§ WHAT IS EXPECTED
Write down, unchanged, the entries from the first line through the line holding "let status = window.status.as_str();". Include no other line.

§ RECORD EXTRACTS
· · ·

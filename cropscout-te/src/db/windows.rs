//! Evidence window persistence and state transitions
//!
//! The open→ready transition is a conditional UPDATE so that live
//! ingestion and the background sweep cannot both enqueue the same
//! window.

use cropscout_common::events::ReadyTrigger;
use cropscout_common::Result;
use sqlx::{Row, SqlitePool};
use uuid::Uuid;

use crate::db::observations::load_window_events;
use crate::models::{EvidenceWindow, WindowStatus};
use crate::utils::retry_on_lock;

/// Save a window row to the database (observations are stored separately)
///
/// Uses retry_on_lock to handle transient database lock contention.
pub async fn save_window(pool: &SqlitePool, window: &EvidenceWindow) -> Result<()> {
    // Prepare all data BEFORE acquiring database connection
    let window_id = window.window_id.to_string();
    let grower_id = window.grower_id.clone();
    let status = window.status.as_str();
    let opened_at = window.opened_at.to_rfc3339();
    let last_event_at = window.last_event_at.to_rfc3339();
    let expires_at = window.expires_at.to_rfc3339();
    let bypass_triggered = window.bypass_triggered as i64;
    let ready_trigger = window.ready_trigger.map(|t| t.to_string());
    let attempts = window.attempts as i64;
    let last_error = window.last_error.clone();

    let max_wait_ms = max_lock_wait_ms(pool).await?;

    retry_on_lock("save_window", max_wait_ms, || async {
        sqlx::query(
            r#"
            INSERT INTO evidence_windows (
                window_id, grower_id, status, opened_at, last_event_at,
                expires_at, bypass_triggered, ready_trigger, attempts, last_error
            ) VALUES (?, ?, ?, ?, ?, ?, ?, ?, ?, ?)
            ON CONFLICT(window_id) DO UPDATE SET
                status = excluded.status,
                last_event_at = excluded.last_event_at,
                expires_at = excluded.expires_at,
                bypass_triggered = excluded.bypass_triggered,
                ready_trigger = excluded.ready_trigger,
                attempts = excluded.attempts,
                last_error = excluded.last_error
            "#,
        )
        .bind(&window_id)
        .bind(&grower_id)
        .bind(status)
        .bind(&opened_at)
        .bind(&last_event_at)
        .bind(&expires_at)
        .bind(bypass_triggered)
        .bind(&ready_trigger)
        .bind(attempts)
        .bind(&last_error)
        .execute(pool)
        .await
        .map_err(cropscout_common::Error::Database)?;

        Ok(())
    })
    .await
}

/// Load a window with its observations
pub async fn load_window(pool: &SqlitePool, window_id: Uuid) -> Result<Option<EvidenceWindow>> {
    let row = sqlx::query(
        r#"
        SELECT window_id, grower_id, status, opened_at, last_event_at,
               expires_at, bypass_triggered, ready_trigger, attempts, last_error
        FROM evidence_windows
        WHERE window_id = ?
        "#,
    )
    .bind(window_id.to_string())
    .fetch_optional(pool)
    .await?;

    match row {
        Some(row) => Ok(Some(window_from_row(pool, row).await?)),
        None => Ok(None),
    }
}

/// The grower's open window, if one exists
pub async fn find_open_window(
    pool: &SqlitePool,
    grower_id: &str,
) -> Result<Option<EvidenceWindow>> {
    let row = sqlx::query(
        r#"
        SELECT window_id, grower_id, status, opened_at, last_event_at,
               expires_at, bypass_triggered, ready_trigger, attempts, last_error
        FROM evidence_windows
        WHERE grower_id = ? AND status = 'open'
        "#,
    )
    .bind(grower_id)
    .fetch_optional(pool)
    .await?;

    match row {
        Some(row) => Ok(Some(window_from_row(pool, row).await?)),
        None => Ok(None),
    }
}

/// Atomically transition a window open→ready
///
/// Exactly one caller wins when ingestion and the sweep race; the loser
/// sees false and must not enqueue the window.
pub async fn mark_ready(
    pool: &SqlitePool,
    window_id: Uuid,
    trigger: ReadyTrigger,
) -> Result<bool> {
    let bypass = (trigger == ReadyTrigger::CriticalBypass) as i64;

    let result = sqlx::query(
        r#"
        UPDATE evidence_windows
        SET status = 'ready',
            ready_trigger = ?,
            bypass_triggered = CASE WHEN ? = 1 THEN 1 ELSE bypass_triggered END
        WHERE window_id = ? AND status = 'open'
        "#,
    )
    .bind(trigger.to_string())
    .bind(bypass)
    .bind(window_id.to_string())
    .execute(pool)
    .await?;

    Ok(result.rows_affected() == 1)
}

/// Atomically transition a window ready→triaged after publication
pub async fn complete_window(pool: &SqlitePool, window_id: Uuid) -> Result<bool> {
    let result = sqlx::query(
        "UPDATE evidence_windows SET status = 'triaged' WHERE window_id = ? AND status = 'ready'",
    )
    .bind(window_id.to_string())
    .execute(pool)
    .await?;

    Ok(result.rows_affected() == 1)
}

/// Atomically transition a window ready→failed after exhausting retries
pub async fn fail_window(
    pool: &SqlitePool,
    window_id: Uuid,
    attempts: u32,
    error: &str,
) -> Result<bool> {
    let result = sqlx::query(
        r#"
        UPDATE evidence_windows
        SET status = 'failed', attempts = ?, last_error = ?
        WHERE window_id = ? AND status = 'ready'
        "#,
    )
    .bind(attempts as i64)
    .bind(error)
    .bind(window_id.to_string())
    .execute(pool)
    .await?;

    Ok(result.rows_affected() == 1)
}

/// Record a whole-window analysis attempt that will be retried
pub async fn record_attempt(
    pool: &SqlitePool,
    window_id: Uuid,
    attempts: u32,
    error: &str,
) -> Result<()> {
    sqlx::query("UPDATE evidence_windows SET attempts = ?, last_error = ? WHERE window_id = ?")
        .bind(attempts as i64)
        .bind(error)
        .bind(window_id.to_string())
        .execute(pool)
        .await?;

    Ok(())
}

/// Open windows whose idle deadline has passed
///
/// Returns (window_id, grower_id) pairs; the sweep still has to win the
/// open→ready transition for each before enqueueing.
pub async fn expired_open_windows(
    pool: &SqlitePool,
    now: chrono::DateTime<chrono::Utc>,
) -> Result<Vec<(Uuid, String)>> {
    let rows = sqlx::query(
        r#"
        SELECT window_id, grower_id
        FROM evidence_windows
        WHERE status = 'open' AND expires_at <= ?
        "#,
    )
    .bind(now.to_rfc3339())
    .fetch_all(pool)
    .await?;

    let mut expired = Vec::with_capacity(rows.len());
    for row in rows {
        let window_id_str: String = row.get("window_id");
        let window_id = Uuid::parse_str(&window_id_str).map_err(|e| {
            cropscout_common::Error::Internal(format!("Failed to parse window_id: {}", e))
        })?;
        expired.push((window_id, row.get("grower_id")));
    }

    Ok(expired)
}

/// Ready windows with no published diagnosis, for startup recovery
///
/// A crash between readiness and publication leaves windows here; they
/// are re-enqueued when the engine restarts.
pub async fn pending_ready_windows(pool: &SqlitePool) -> Result<Vec<Uuid>> {
    let rows = sqlx::query(
        r#"
        SELECT w.window_id
        FROM evidence_windows w
        LEFT JOIN diagnoses d ON d.window_id = w.window_id
        WHERE w.status = 'ready' AND d.window_id IS NULL
        "#,
    )
    .fetch_all(pool)
    .await?;

    let mut pending = Vec::with_capacity(rows.len());
    for row in rows {
        let window_id_str: String = row.get("window_id");
        let window_id = Uuid::parse_str(&window_id_str).map_err(|e| {
            cropscout_common::Error::Internal(format!("Failed to parse window_id: {}", e))
        })?;
        pending.push(window_id);
    }

    Ok(pending)
}

/// Failed windows awaiting human attention, most recent first
pub async fn needs_attention(pool: &SqlitePool) -> Result<Vec<EvidenceWindow>> {
    let rows = sqlx::query(
        r#"
        SELECT window_id, grower_id, status, opened_at, last_event_at,
               expires_at, bypass_triggered, ready_trigger, attempts, last_error
        FROM evidence_windows
        WHERE status = 'failed'
        ORDER BY last_event_at DESC
        "#,
    )
    .fetch_all(pool)
    .await?;

    let mut windows = Vec::with_capacity(rows.len());
    for row in rows {
        windows.push(window_from_row(pool, row).await?);
    }

    Ok(windows)
}

/// Parse a window row and attach its observations
async fn window_from_row(pool: &SqlitePool, row: sqlx::sqlite::SqliteRow) -> Result<EvidenceWindow> {
    let window_id_str: String = row.get("window_id");
    let window_id = Uuid::parse_str(&window_id_str).map_err(|e| {
        cropscout_common::Error::Internal(format!("Failed to parse window_id: {}", e))
    })?;

    let status_str: String = row.get("status");
    let status = WindowStatus::parse(&status_str).ok_or_else(|| {
        cropscout_common::Error::Internal(format!("Unknown window status: {}", status_str))
    })?;

    let opened_at = parse_utc(row.get("opened_at"), "opened_at")?;
    let last_event_at = parse_utc(row.get("last_event_at"), "last_event_at")?;
    let expires_at = parse_utc(row.get("expires_at"), "expires_at")?;

    let ready_trigger: Option<String> = row.get("ready_trigger");
    let ready_trigger = match ready_trigger.as_deref() {
        Some("idle_expiry") => Some(ReadyTrigger::IdleExpiry),
        Some("event_cap") => Some(ReadyTrigger::EventCap),
        Some("critical_bypass") => Some(ReadyTrigger::CriticalBypass),
        Some(other) => {
            return Err(cropscout_common::Error::Internal(format!(
                "Unknown ready trigger: {}",
                other
            )))
        }
        None => None,
    };

    let events = load_window_events(pool, window_id).await?;

    Ok(EvidenceWindow {
        window_id,
        grower_id: row.get("grower_id"),
        status,
        events,
        opened_at,
        last_event_at,
        expires_at,
        bypass_triggered: row.get::<i64, _>("bypass_triggered") != 0,
        ready_trigger,
        attempts: row.get::<i64, _>("attempts") as u32,
        last_error: row.get("last_error"),
    })
}

fn parse_utc(value: String, field: &str) -> Result<chrono::DateTime<chrono::Utc>> {
    chrono::DateTime::parse_from_rfc3339(&value)
        .map_err(|e| {
            cropscout_common::Error::Internal(format!("Failed to parse {}: {}", field, e))
        })
        .map(|dt| dt.with_timezone(&chrono::Utc))
}

/// Max lock wait time from settings (default 5000ms)
async fn max_lock_wait_ms(pool: &SqlitePool) -> Result<u64> {
    let max_wait_ms: i64 = sqlx::query_scalar(
        "SELECT CAST(value AS INTEGER) FROM settings WHERE key = 'te_database_max_lock_wait_ms'",
    )
    .fetch_optional(pool)
    .await?
    .unwrap_or(5000);

    Ok(max_wait_ms.max(0) as u64)
}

· · ·

§ SOLVED EXERCISE
filename cropscout-te/src/db/windows.rs
//! Evidence window persistence and state transitions
//!
//! The open→ready transition is a conditional UPDATE so that live
//! ingestion and the background sweep cannot both enqueue the same
//! window.

use cropscout_common::events::ReadyTrigger;
use cropscout_common::Result;
use sqlx::{Row, SqlitePool};
use uuid::Uuid;

use crate::db::observations::load_window_events;
use crate::models::{EvidenceWindow, WindowStatus};
use crate::utils::retry_on_lock;

/// Save a window row to the database (observations are stored separately)
///
/// Uses retry_on_lock to handle transient database lock contention.
pub async fn save_window(pool: &SqlitePool, window: &EvidenceWindow) -> Result<()> {
    // Prepare all data BEFORE acquiring database connection
    let window_id = window.window_id.to_string();
    let grower_id = window.grower_id.clone();
    let status = window.status.as_str();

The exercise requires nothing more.